The adoption of DHP techniques offers further benefits. First and foremost, it opens the door for a wide variety of new FPGA applications and new generations of FPGAs that offer deeper memory resources, extensive computation capabilities and the ability to deliver these functions in a low power, highly compact footprint. Case in point is our new iCE40 UltraPlus devices, which offer 8X the memory and 2X the number of DSPs found on previous devices, while dissipating as little as 75 µA in static power mode. Let’s take a look at some possible use cases.
Sense and Detect Acceleration
One example of these new applications is the wake-up process in mobile devices. A growing number of battery-powered devices today feature an always-on sensor buffer to perform sense and detect acceleration while the AP is in sleep mode. But to maximize power efficiency and stretch battery runtime, these mobile devices need to mask fake wake-up calls to keep the AP in sleep mode as long as possible.
Typically, these systems use a double tap or “shake-to-wake” function or fingerprint, gesture or eye scan techniques to wake up the AP. Oftentimes these systems employ a two-step process.

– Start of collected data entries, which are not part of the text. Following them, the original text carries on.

//! The decoded level file: every special stage in order.

use crate::error::{FormatError, FormatResult, StreamKind};
use crate::format::{read_offset_table, write_offset, ByteReader};
use crate::segment::Segment;
use crate::stage::Stage;

/// Decoded object and layout streams for all stages.
#[derive(Debug, Clone, PartialEq, Eq)]
pub struct RawStreams {
    pub objects: Vec<u8>,
    pub layout: Vec<u8>,
}

/// All special stages of a game, in order.
#[derive(Debug, Clone, PartialEq, Eq, Default)]
pub struct ObjectFile {
    stages: Vec<Stage>,
}

impl ObjectFile {
    pub fn new() -> Self {
        Self::default()
    }

    pub fn from_stages(stages: Vec<Stage>) -> Self {
        Self { stages }
    }

    pub fn num_stages(&self) -> usize {
        self.stages.len()
    }

    pub fn is_empty(&self) -> bool {
        self.stages.is_empty()
    }

    pub fn stages(&self) -> &[Stage] {
        &self.stages
    }

    pub fn stage(&self, index: usize) -> Option<&Stage> {
        self.stages.get(index)
    }

    pub fn stage_mut(&mut self, index: usize) -> Option<&mut Stage> {
        self.stages.get_mut(index)
    }

    /// Inserts before `index`; an index past the end appends.
    pub fn insert(&mut self, index: usize, stage: Stage) {
        let index = index.min(self.stages.len());
        self.stages.insert(index, stage);
    }

    pub fn append(&mut self, stage: Stage) {
        self.stages.push(stage);
    }

    pub fn remove(&mut self, index: usize) -> Option<Stage> {
        (index < self.stages.len()).then(|| self.stages.remove(index))
    }

    pub fn move_left(&mut self, index: usize) -> bool {
        if index == 0 || index >= self.stages.len() {
            return false;
        }
        self.stages.swap(index - 1, index);
        true
    }

    pub fn move_right(&mut self, index: usize) -> bool {
        if index + 1 >= self.stages.len() {
            return false;
        }
        self.stages.swap(index, index + 1);
        true
    }

    /// Size of the decoded object stream, offset table included.
    pub fn size(&self) -> usize {
        2 * self.stages.len() + self.stages.iter().map(Stage::size).sum::<usize>()
    }

    /// Parses the decoded object and layout streams.
    ///
    /// Two empty streams decode to a file with no stages.
    pub fn from_streams(objects: &[u8], layout: &[u8]) -> FormatResult<Self> {
        if objects.is_empty() && layout.is_empty() {
            return Ok(Self::default());
        }

        let mut obj = ByteReader::new(objects, StreamKind::Objects);
        let mut lay = ByteReader::new(layout, StreamKind::Layout);
        let obj_spans = read_offset_table(&mut obj, objects.len())?;
        let lay_spans = read_offset_table(&mut lay, layout.len())?;
        if obj_spans.len() != lay_spans.len() {
            return Err(FormatError::StageTableMismatch {
                objects: obj_spans.len(),
                layouts: lay_spans.len(),
            });
        }

        let mut stages = Vec::with_capacity(obj_spans.len());
        for (obj_span, lay_span) in obj_spans.iter().zip(&lay_spans) {
            obj.seek(obj_span.start);
            lay.seek(lay_span.start);
            let mut stage = Stage::new();
            while obj.position() < obj_span.end && lay.position() < lay_span.end {
                stage.append(Segment::read(&mut obj, &mut lay)?);
            }
            stages.push(stage);
        }

        tracing::debug!(
            stages = stages.len(),
            object_bytes = objects.len(),
            layout_bytes = layout.len(),
            "decoded special stage streams"
        );
        Ok(Self { stages })
    }

    /// Serialises into decoded object and layout streams.
    pub fn to_streams(&self) -> FormatResult<RawStreams> {
        let table = 2 * self.stages.len();
        let mut objects = Vec::with_capacity(self.size());
        let mut layout = Vec::with_capacity(
            table + self.stages.iter().map(Stage::num_segments).sum::<usize>(),
        );

        let mut obj_off = table;
        let mut lay_off = table;
        for stage in &self.stages {
            write_offset(&mut objects, obj_off, StreamKind::Objects)?;
            write_offset(&mut layout, lay_off, StreamKind::Layout)?;
            obj_off += stage.size();
            lay_off += stage.num_segments();
        }

        for stage in &self.stages {
            for segment in stage.segments() {
                segment.write(&mut objects, &mut layout);
            }
        }

        Ok(RawStreams { objects, layout })
    }
}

First, the system determines if a wake-up action occurred. Second, it determines if the fingerprint, gesture or eye scan is accurate.
Until recently, designers have used a small FPGA seated between the sensors and the AP to detect when a wake-up action, such as the presentation of a fingerprint, occurred. Once the action was confirmed, the FPGA would wake up the AP to evaluate if the fingerprint was correct. With the larger memory and additional computational capabilities of the Lattice iCE40 UltraPlus FPGAs, designers can now perform both wake-up process functions simultaneously, allowing the AP to remain in sleep mode longer.
High Performance Audio Processing
Acoustic beamforming offers another potential new application for FPGAs. To support this functionality, applications designers need to deliver a high level of audio processing to isolate specific audio signals in noisy environments. But how does a system detect one person’s commands in a room where multiple people are talking?
Beamforming technology uses multiple microphone arrays to isolate a specific voice from undesirable noise. Some leading products on the market today employ beamforming technology and use multiple microphones to distinguish the user’s voice from other voices and background noise. Yet, most APs on the market are only designed to support the use of two mics. To accomplish this task designers needed to operate 24 x 7 using up to 7 mics without draining the battery.
To accomplish such tasks, designers can connect the microphone array to an iCE40 UltraPlus FPGA and then have the FPGA interface with the acoustic processor. Multiply and accumulate (MAC) blocks on the FPGA would be used for PDM decimation and filtering, while the FPGA’s deep memory can support microphone delay lines. This approach also gives designers a new ability to customize their system using on-chip MACs as well as the ability to construct very flexible beamforming filters, noise cancelling systems, or equalization capabilities.